Les Girondins vont connaître, à partir de 2003, deux années difficiles, éreintantes, qui vont jeter le doute sur la pertinence de la stratégie adoptée par leurs dirigeants. Elie Baup ne résiste pas à la tempête et quitte le navire après cinq ans de bons et loyaux services. Son successeur, Michel Pavon, ne parviendra pas à redresser la barre et les Girondins, secoués comme ils l'ont rarement été, terminent deux saisons de suite dans les profondeurs du classement, échappant même de justesse à la relégation en 2004-2005. La réaction ne se fait pas attendre : en faisant appel à des entraîneurs du calibre de Ricardo puis de Laurent Blanc, en tentant des paris pour relancer certains joueurs au creux de la vague (Denilson, Cheyrou, Smicer), et, surtout, en s'appuyant sur la richesse de son centre de formation (Chamakh, Planus, Francia, Mavuba, Marange, Obertan, Ducasse), les Bordelais redressent la tête, retrouvent les hauteurs du classement, en décrochant à deux reprises, en 2006 et 2008, l'accession directe en Ligue des Champions, et accrochent une nouvelle Coupe de la Ligue à leur palmarès, remportée en 2007 face à Lyon.

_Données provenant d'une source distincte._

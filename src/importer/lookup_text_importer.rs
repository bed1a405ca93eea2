// ==========================================
// 查找表文本导入 - 导入器实现
// ==========================================
// 流程: 解析运行参数 → 加载映射 → 解析文件掩码
//       → 逐文件: 构建查找表 → 切片 → 导出（文件 / 后端）
// 约束: 严格串行，一个文件的全部导出完成后才处理下一个
// 约束: 任一错误中止整个运行，已写出的切片文件不回滚
// ==========================================

use crate::config::ImportConfigReader;
use crate::domain::mapping::LookupMapping;
use crate::domain::types::ImportTarget;
use crate::importer::error::{ImportError, ImportResult};
use crate::importer::exchange_exporter::{ExchangeExporter, SliceExport};
use crate::importer::lookup_builder::build_lookup;
use crate::importer::lookup_importer_trait::{ExchangeImporter, ImportConsole};
use crate::importer::mapping_loader::load_mapping;
use crate::importer::slicer::LookupSlicer;
use anyhow::Context;
use serde::{Deserialize, Serialize};
use std::path::{Path, PathBuf};
use std::sync::Arc;
use tracing::{debug, error, info, instrument};

// ==========================================
// 导入请求
// ==========================================
#[derive(Debug, Clone, Serialize, Deserialize)]
#[serde(rename_all = "camelCase")]
pub struct LookupTextImportRequest {
    /// 源文件路径或掩码（如 data/*.txt）
    pub source_file_mask: String,
    /// 映射定义 JSON
    pub mapping_file: PathBuf,
    /// 租户标识
    pub tenant: String,
    /// 法规名称
    pub regulation: String,
    /// 以下为可选覆写，缺省取配置
    #[serde(default)]
    pub slice_size: Option<usize>,
    #[serde(default)]
    pub target_folder: Option<PathBuf>,
    #[serde(default)]
    pub import_target: Option<ImportTarget>,
}

/// 生效的运行参数
#[derive(Debug, Clone, PartialEq, Eq)]
pub struct ImportOptions {
    pub slice_size: usize,
    pub target_folder: PathBuf,
    pub import_target: ImportTarget,
}

// ==========================================
// 导入结果
// ==========================================
#[derive(Debug, Clone, PartialEq)]
pub struct LookupImportReport {
    pub source_file: PathBuf,
    pub lookup_name: String,
    pub converted_lines: usize,
    pub ignored_lines: usize,
    /// 实际导出的切片数（空文件为 0）
    pub slice_count: usize,
    pub value_count: usize,
    pub written_files: Vec<PathBuf>,
}

#[derive(Debug, Clone, Default, PartialEq)]
pub struct LookupTextImportSummary {
    pub reports: Vec<LookupImportReport>,
}

impl LookupTextImportSummary {
    /// 已转换的导出单元总数
    pub fn total_slices(&self) -> usize {
        self.reports.iter().map(|r| r.slice_count).sum()
    }

    pub fn total_values(&self) -> usize {
        self.reports.iter().map(|r| r.value_count).sum()
    }
}

// ==========================================
// LookupTextImporter
// ==========================================
pub struct LookupTextImporter<C>
where
    C: ImportConfigReader,
{
    // 配置读取器
    config: C,

    // 控制台输出
    console: Arc<dyn ImportConsole>,

    // 后端导入（可选）
    backend: Option<Arc<dyn ExchangeImporter>>,
}

impl<C> LookupTextImporter<C>
where
    C: ImportConfigReader,
{
    pub fn new(config: C, console: Arc<dyn ImportConsole>) -> Self {
        Self {
            config,
            console,
            backend: None,
        }
    }

    pub fn with_backend(mut self, backend: Arc<dyn ExchangeImporter>) -> Self {
        self.backend = Some(backend);
        self
    }

    /// 合并请求覆写与配置
    pub async fn resolve_options(
        &self,
        request: &LookupTextImportRequest,
    ) -> ImportResult<ImportOptions> {
        let slice_size = match request.slice_size {
            Some(size) => size,
            None => self.config.get_slice_size().await?,
        };
        let target_folder = match &request.target_folder {
            Some(folder) => folder.clone(),
            None => self.config.get_target_folder().await?,
        };
        let import_target = match request.import_target {
            Some(target) => target,
            None => self.config.get_import_target().await?,
        };

        Ok(ImportOptions {
            slice_size,
            target_folder,
            import_target,
        })
    }

    /// 执行导入
    #[instrument(skip_all, fields(mask = %request.source_file_mask, tenant = %request.tenant))]
    pub async fn import(
        &self,
        request: &LookupTextImportRequest,
    ) -> ImportResult<LookupTextImportSummary> {
        let options = self.resolve_options(request).await?;
        info!(
            slice_size = options.slice_size,
            target_folder = %options.target_folder.display(),
            import_target = %options.import_target,
            "开始查找表文本导入"
        );

        let exporter = ExchangeExporter::new(
            &request.tenant,
            &request.regulation,
            options.import_target,
            &options.target_folder,
            self.backend.as_deref(),
        )?;

        let mapping = load_mapping(&request.mapping_file).await?;
        let source_files = resolve_source_files(&request.source_file_mask)?;
        debug!(files = source_files.len(), "源文件解析完成");

        let mut summary = LookupTextImportSummary::default();
        for source_file in source_files {
            let lookup_name = lookup_name_of(&source_file);
            match self
                .import_file(&source_file, &lookup_name, &mapping, &exporter, &options)
                .await
            {
                Ok(report) => summary.reports.push(report),
                Err(e) => {
                    error!(file = %source_file.display(), error = %e, "查找表导入失败");
                    self.console
                        .write_error_line(&format!("查找表 {} 导入失败: {}", lookup_name, e));
                    return Err(e);
                }
            }
        }

        info!(
            files = summary.reports.len(),
            slices = summary.total_slices(),
            "查找表文本导入完成"
        );
        Ok(summary)
    }

    async fn import_file(
        &self,
        source_file: &Path,
        lookup_name: &str,
        mapping: &LookupMapping,
        exporter: &ExchangeExporter<'_>,
        options: &ImportOptions,
    ) -> ImportResult<LookupImportReport> {
        let build = build_lookup(source_file, mapping, lookup_name).await?;
        self.console.write_line(&format!(
            "{}: 转换 {} 行，忽略 {} 行",
            source_file.display(),
            build.converted_lines,
            build.ignored_lines
        ));

        let mut report = LookupImportReport {
            source_file: source_file.to_path_buf(),
            lookup_name: lookup_name.to_string(),
            converted_lines: build.converted_lines,
            ignored_lines: build.ignored_lines,
            slice_count: 0,
            value_count: 0,
            written_files: Vec::new(),
        };

        // 无有效条目: 不导出，不算错误
        if build.is_empty() {
            self.console
                .write_line(&format!("查找表 {} 无有效数据，已跳过", lookup_name));
            return Ok(report);
        }

        for slice in LookupSlicer::new(&build.lookup.values, options.slice_size) {
            let SliceExport {
                value_count, file, ..
            } = exporter.export(lookup_name, slice).await?;
            report.slice_count += 1;
            report.value_count += value_count;
            report.written_files.extend(file);
        }

        self.console.write_success_line(&format!(
            "查找表 {} 已导入 {}（{} 条）",
            lookup_name,
            describe_destination(options),
            report.value_count
        ));
        Ok(report)
    }
}

/// 解析源文件路径或掩码，按枚举顺序返回
pub fn resolve_source_files(mask: &str) -> ImportResult<Vec<PathBuf>> {
    let direct = Path::new(mask);
    if direct.is_file() {
        return Ok(vec![direct.to_path_buf()]);
    }

    let entries = glob::glob(mask).map_err(|e| ImportError::InvalidFileMask {
        mask: mask.to_string(),
        message: e.to_string(),
    })?;

    let mut files = Vec::new();
    for entry in entries {
        let path = entry.with_context(|| format!("读取文件掩码匹配项失败: {}", mask))?;
        if path.is_file() {
            files.push(path);
        }
    }

    if files.is_empty() {
        return Err(ImportError::NoSourceFiles {
            mask: mask.to_string(),
        });
    }
    Ok(files)
}

/// 查找表名称取源文件名（不含扩展名）
pub fn lookup_name_of(source_file: &Path) -> String {
    source_file
        .file_stem()
        .map(|stem| stem.to_string_lossy().into_owned())
        .unwrap_or_else(|| source_file.display().to_string())
}

fn describe_destination(options: &ImportOptions) -> String {
    let folder = options.target_folder.display();
    match options.import_target {
        ImportTarget::File => format!("{}", folder),
        ImportTarget::Backend => "后端".to_string(),
        ImportTarget::Both => format!("{} 与后端", folder),
        ImportTarget::None => "无输出目标".to_string(),
    }
}

#[cfg(test)]
mod tests {
    use super::*;
    use crate::config::DefaultImportConfig;
    use std::fs;
    use tempfile::tempdir;

    #[test]
    fn test_lookup_name_of() {
        assert_eq!(lookup_name_of(Path::new("/data/TaxRates.txt")), "TaxRates");
        assert_eq!(lookup_name_of(Path::new("Codes")), "Codes");
    }

    #[test]
    fn test_resolve_direct_file() {
        let dir = tempdir().unwrap();
        let file = dir.path().join("a.txt");
        fs::write(&file, "x").unwrap();

        let files = resolve_source_files(file.to_str().unwrap()).unwrap();
        assert_eq!(files, vec![file]);
    }

    #[test]
    fn test_resolve_mask_skips_directories() {
        let dir = tempdir().unwrap();
        fs::write(dir.path().join("a.txt"), "x").unwrap();
        fs::write(dir.path().join("b.txt"), "x").unwrap();
        fs::write(dir.path().join("c.csv"), "x").unwrap();
        fs::create_dir(dir.path().join("d.txt")).unwrap();

        let mask = format!("{}/*.txt", dir.path().display());
        let files = resolve_source_files(&mask).unwrap();
        let names: Vec<String> = files.iter().map(|f| lookup_name_of(f)).collect();
        assert_eq!(names, vec!["a".to_string(), "b".to_string()]);
    }

    #[test]
    fn test_resolve_mask_without_match() {
        let dir = tempdir().unwrap();
        let mask = format!("{}/*.txt", dir.path().display());
        let err = resolve_source_files(&mask).unwrap_err();
        assert!(matches!(err, ImportError::NoSourceFiles { .. }));
    }

    #[test]
    fn test_resolve_invalid_mask() {
        let err = resolve_source_files("data/[*.txt").unwrap_err();
        assert!(matches!(err, ImportError::InvalidFileMask { .. }));
    }

    #[tokio::test]
    async fn test_request_overrides_config() {
        let config = DefaultImportConfig {
            slice_size: 10,
            target_folder: PathBuf::from("cfg"),
            import_target: ImportTarget::Backend,
        };
        let importer = LookupTextImporter::new(config, Arc::new(crate::importer::StdConsole));

        let mut request = LookupTextImportRequest {
            source_file_mask: "*.txt".to_string(),
            mapping_file: PathBuf::from("mapping.json"),
            tenant: "Acme".to_string(),
            regulation: "Payroll".to_string(),
            slice_size: None,
            target_folder: None,
            import_target: None,
        };

        let options = importer.resolve_options(&request).await.unwrap();
        assert_eq!(options.slice_size, 10);
        assert_eq!(options.target_folder, PathBuf::from("cfg"));
        assert_eq!(options.import_target, ImportTarget::Backend);

        request.slice_size = Some(0);
        request.target_folder = Some(PathBuf::from("out"));
        request.import_target = Some(ImportTarget::File);
        let options = importer.resolve_options(&request).await.unwrap();
        assert_eq!(options.slice_size, 0);
        assert_eq!(options.target_folder, PathBuf::from("out"));
        assert_eq!(options.import_target, ImportTarget::File);
    }

    #[test]
    fn test_request_deserialization() {
        let request: LookupTextImportRequest = serde_json::from_str(
            r#"{"sourceFileMask":"data/*.txt","mappingFile":"map.json",
                "tenant":"Acme","regulation":"Payroll","sliceSize":500,"importTarget":"BOTH"}"#,
        )
        .unwrap();
        assert_eq!(request.slice_size, Some(500));
        assert_eq!(request.import_target, Some(ImportTarget::Both));
        assert_eq!(request.target_folder, None);
    }
}
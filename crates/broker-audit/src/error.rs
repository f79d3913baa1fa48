pub trait RetryableError {
    /// Whether the operation may succeed on a later attempt without operator action.
    fn should_retry(&self) -> bool;
}

#[derive(thiserror::Error, Debug)]
pub enum ConfigurationError {
    #[error("Failed to parse auditor options: {0}")]
    Parse(Box<figment::Error>),
    #[error("Invalid value for `{key}`: {reason}")]
    Invalid { key: &'static str, reason: String },
}

impl From<figment::Error> for ConfigurationError {
    fn from(err: figment::Error) -> Self {
        ConfigurationError::Parse(Box::new(err))
    }
}

impl ConfigurationError {
    pub(crate) fn invalid(key: &'static str, reason: impl Into<String>) -> Self {
        ConfigurationError::Invalid {
            key,
            reason: reason.into(),
        }
    }
}

/// Errors surfaced through the public auditor contract.
///
/// Failures of asynchronous catalog work never show up here; they are logged by the
/// background worker.
#[derive(thiserror::Error, Debug)]
pub enum AuditorError {
    #[error(transparent)]
    Configuration(#[from] ConfigurationError),
    #[error("Auditor must be configured before it is started")]
    NotConfigured,
    #[error("Auditor has not been started")]
    NotStarted,
    #[error("Auditor cannot be reconfigured while it is running")]
    AlreadyStarted,
    #[error("Auditor must be started from within a Tokio runtime")]
    NoRuntime,
    #[error("Auditor has been closed")]
    Closed,
    #[error("Failed to connect to the catalog: {0}")]
    CatalogConnect(#[source] CatalogError),
    #[error("Failed to connect to the resource lister: {0}")]
    ListerConnect(#[source] ListerError),
}

#[derive(thiserror::Error, Debug, Clone, PartialEq, Eq)]
pub enum CatalogError {
    #[error("Catalog service unavailable: {0}")]
    ServiceUnavailable(String),
    #[error("Permission denied by catalog: {0}")]
    PermissionDenied(String),
    #[error("Catalog entity not found: {0}")]
    NotFound(String),
    #[error("Catalog rejected entity `{qualified_name}`: {reason}")]
    Rejected {
        qualified_name: String,
        reason: String,
    },
    #[error("Catalog batch response is missing the result for `{0}`")]
    MissingResult(String),
}

impl RetryableError for CatalogError {
    fn should_retry(&self) -> bool {
        match self {
            CatalogError::ServiceUnavailable(_) | CatalogError::MissingResult(_) => true,
            CatalogError::PermissionDenied(_)
            | CatalogError::NotFound(_)
            | CatalogError::Rejected { .. } => false,
        }
    }
}

#[derive(thiserror::Error, Debug, Clone, PartialEq, Eq)]
pub enum ListerError {
    #[error("Resource lister unavailable: {0}")]
    Unavailable(String),
}

impl RetryableError for ListerError {
    fn should_retry(&self) -> bool {
        match self {
            ListerError::Unavailable(_) => true,
        }
    }
}

/// Failure of a single item inside an otherwise successful batch.
#[derive(thiserror::Error, Debug, Clone, PartialEq, Eq)]
pub enum BatchItemError {
    #[error(transparent)]
    Catalog(#[from] CatalogError),
    #[error(transparent)]
    Lister(#[from] ListerError),
    #[error("Resource `{0}` no longer exists on the broker")]
    Vanished(String),
}

/// Aborts a whole reconciliation pass. Per-item failures are reported in the
/// [`ReconcileReport`](crate::reconcile::ReconcileReport) instead.
#[derive(thiserror::Error, Debug, Clone, PartialEq, Eq)]
pub enum ReconcileError {
    #[error("Catalog call failed during reconciliation: {0}")]
    Catalog(#[from] CatalogError),
    #[error("Resource lister failed during reconciliation: {0}")]
    Lister(#[from] ListerError),
}

impl RetryableError for ReconcileError {
    fn should_retry(&self) -> bool {
        match self {
            ReconcileError::Catalog(e) => e.should_retry(),
            ReconcileError::Lister(e) => e.should_retry(),
        }
    }
}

Quant au Racing, il connaît également son lot de crises sur le terrain, enchaînant avec constance périodes d'euphorie et parcours erratiques. Les saisons, toutes plus déconcertantes les unes que les autres, se soldent le plus souvent par des maintiens péniblement arrachés, comme le club semble s'y être accoutumé depuis plusieurs années (13ème en 2003 et 2004, 11ème en 2005). Finalement, deux descentes entrecoupées d'une saison décevante en Ligue 1 viendront sanctionner cette friabilité et cette fragilité endémiques, rendant tout souhait de stabilité ou de reconquête toujours plus incantatoire. Chaque année dépouillé de ses meilleurs éléments (Pagis, Niang, Haggui, Keita, Gameiro), et dépourvu des moyens de les remplacer aussi efficacement, le Racing semble condamné à rester quelques temps encore dans le rang. Le regret en est d'autant plus fort que, à l'exemple des meilleurs clubs français, le Racing semble enfin toucher les dividendes de son centre de formation, réputé pour sa prolificité qui lui assure l'éclosion d'un certain nombre de jeunes prometteurs, dont la valeur, aussi bien sportive que économique, contribuera à faire fonctionner le club dans un proche avenir.

Conclusion :


Au terme de cette étude comparée du parcours des deux anciens « meilleurs ennemis » depuis leur remontée conjointe en 1992, il est loisible de constater combien le fossé s'est creusé entre les Girondins de Bordeaux et le Racing Club de Strasbourg. Certes, les deux clubs a connu son lot de crises, de tensions, de remises en cause, et de mésaventures sportives, que l'on peut interpréter comme autant de crises d'adolescence ou de maturité, dont certaines étaient inéluctables, d'autres aisément évitables. Mais force est de constater que le club girondin a réussi à s'installer de nouveau parmi les grands clubs français, en demeurant depuis 1992 en première division sans discontinuer, en remportant un titre de champion de France et deux Coupes de la Ligue, et, surtout, en se qualifiant treize fois pour une Coupe d'Europe. Les Bordelais ont simplement su se donner les moyens de leur ambition. Le Racing, lui, a démontré qu'il était capable, cycliquement, d'accomplir de grandes choses et son palmarès, avec une Coupe de France et deux Coupes de la Ligue, n'est pas tellement moins riche que celui de son homologue bordelais. Ce qui lui a fait défaut, c'est évidemment une régularité au plus haut niveau, une incapacité à jamais terminer ses saisons parmi les clubs européens (la grande force bordelaise), et une politique sportive cohérente. Mais, à sa décharge, les deux clubs ne partaient pas sur un pied d'égalité de ce point de vue : l'histoire récente montre combien la lecture des résultats du Racing ne peut faire abstraction des impératifs économiques, qui ont grevé sa marge de manoeuvre et qui ont fragilisé ses présidences successives. Il convient donc de toujours garder en mémoire ce facteur propre au Racing, fruit aussi bien d'un passé chaotique que de choix récents malheureux, afin de constamment pondérer le jugement porté sur le manque de stabilité du club alsacien.